The accelerated adoption of cloud computing among enterprises is due to the multiple benefits the technology provides, one of them the simplification of inter-organizational information sharing, which is of utmost importance in healthcare. Nevertheless, moving sensitive health records to the cloud still implies severe security and privacy risks. With this background, we present a novel secure architecture for sharing electronic health records in a cloud environment. We first conducted a systematic literature review and interviews with different experts from the German healthcare industry that allowed us to derive real-world processes and corresponding security and privacy requirements.

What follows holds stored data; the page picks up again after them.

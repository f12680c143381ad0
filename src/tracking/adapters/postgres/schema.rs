//! Diesel schema for period tracking persistence.

diesel::table! {
    /// Minutes logged per task, period, and sub-unit.
    time_entries (task_id, granularity, anchor_date, sub_unit) {
        /// Task the minutes belong to.
        task_id -> Uuid,
        /// Period granularity in storage form.
        #[max_length = 10]
        granularity -> Varchar,
        /// Canonical first date of the period.
        anchor_date -> Date,
        /// Slot inside the period.
        sub_unit -> Int4,
        /// Logged minutes, always positive.
        minutes -> Int4,
        /// Task name captured at creation.
        #[max_length = 200]
        task_name -> Varchar,
        /// Pillar captured at creation.
        #[max_length = 20]
        pillar -> Varchar,
        /// Category name captured at creation.
        #[max_length = 100]
        category_name -> Varchar,
        /// Sub-category name captured at creation.
        #[max_length = 100]
        sub_category_name -> Nullable<Varchar>,
        /// Creation timestamp.
        created_at -> Timestamptz,
        /// Last update timestamp.
        updated_at -> Timestamptz,
    }
}

diesel::table! {
    /// Per-period task overrides.
    task_period_statuses (task_id, granularity, anchor_date) {
        /// Task the override applies to.
        task_id -> Uuid,
        /// Period granularity in storage form.
        #[max_length = 10]
        granularity -> Varchar,
        /// Canonical first date of the period.
        anchor_date -> Date,
        /// State tag.
        #[max_length = 20]
        state -> Varchar,
        /// Completion timestamp for the completed state.
        completed_at -> Nullable<Timestamptz>,
        /// Last update timestamp.
        updated_at -> Timestamptz,
    }
}

diesel::table! {
    /// Cached reconciliation results, one row per period.
    period_summaries (granularity, anchor_date) {
        /// Period granularity in storage form.
        #[max_length = 10]
        granularity -> Varchar,
        /// Canonical first date of the period.
        anchor_date -> Date,
        /// Minutes expected across counted tasks.
        total_allocated -> Int8,
        /// Minutes logged across the period.
        total_spent -> Int8,
        /// Completeness flag.
        is_complete -> Bool,
        /// When the totals were derived.
        computed_at -> Timestamptz,
    }
}
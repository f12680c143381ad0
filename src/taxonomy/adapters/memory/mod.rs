//! In-memory adapters for taxonomy persistence.

mod repository;

pub use repository::InMemoryTaxonomyRepository;
//! In-memory repository for task registry tests.

use async_trait::async_trait;
use std::collections::HashMap;
use std::sync::{Arc, RwLock};

use crate::task::{
    domain::{Task, TaskId},
    ports::{TaskQuery, TaskRepository, TaskRepositoryError, TaskRepositoryResult},
};

/// Thread-safe in-memory task repository.
#[derive(Debug, Clone, Default)]
pub struct InMemoryTaskRepository {
    state: Arc<RwLock<HashMap<TaskId, Task>>>,
}

impl InMemoryTaskRepository {
    /// Creates an empty in-memory repository.
    #[must_use]
    pub fn new() -> Self {
        Self::default()
    }

    pub(crate) const fn state(&self) -> &Arc<RwLock<HashMap<TaskId, Task>>> {
        &self.state
    }
}

fn lock_error(err: impl std::fmt::Display) -> TaskRepositoryError {
    TaskRepositoryError::persistence(std::io::Error::other(err.to_string()))
}

#[async_trait]
impl TaskRepository for InMemoryTaskRepository {
    async fn store(&self, task: &Task) -> TaskRepositoryResult<()> {
        let mut tasks = self.state.write().map_err(lock_error)?;
        if tasks.contains_key(&task.id()) {
            return Err(TaskRepositoryError::DuplicateTask(task.id()));
        }
        tasks.insert(task.id(), task.clone());
        Ok(())
    }

    async fn update(&self, task: &Task) -> TaskRepositoryResult<()> {
        let mut tasks = self.state.write().map_err(lock_error)?;
        let slot = tasks
            .get_mut(&task.id())
            .ok_or(TaskRepositoryError::NotFound(task.id()))?;
        *slot = task.clone();
        Ok(())
    }

    async fn find_by_id(&self, id: TaskId) -> TaskRepositoryResult<Option<Task>> {
        let tasks = self.state.read().map_err(lock_error)?;
        Ok(tasks.get(&id).cloned())
    }

    async fn list(&self, query: TaskQuery) -> TaskRepositoryResult<Vec<Task>> {
        let tasks = self.state.read().map_err(lock_error)?;
        let mut matching: Vec<Task> = tasks
            .values()
            .filter(|task| query.matches(task))
            .cloned()
            .collect();
        matching.sort_by_key(|task| (task.created_at(), task.id()));
        Ok(matching)
    }
}
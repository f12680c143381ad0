//! Adapter implementations for tracking ports.

pub mod memory;
pub mod postgres;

Based on these results, we designed our multi-provider cloud architecture that satisfies many of the requirements by providing increased availability, confidentiality and integrity of the medical records stored in the cloud. This architecture features secret sharing as an important measure to distribute health records as fragments to different cloud services, which can provide higher redundancy and additional security and privacy protection in the case of key compromise, broken encryption algorithms or their insecure implementation. Finally, we evaluate and select a secret-sharing algorithm for our multi-cloud architecture. We implemented both Shamir's secret-sharing scheme and Rabin's information dispersal algorithm and performed several experiments measuring the execution time. Our results indicate that an adoption of Rabin's algorithm would create a low overhead, giving strong indicators to the feasibility of our approach.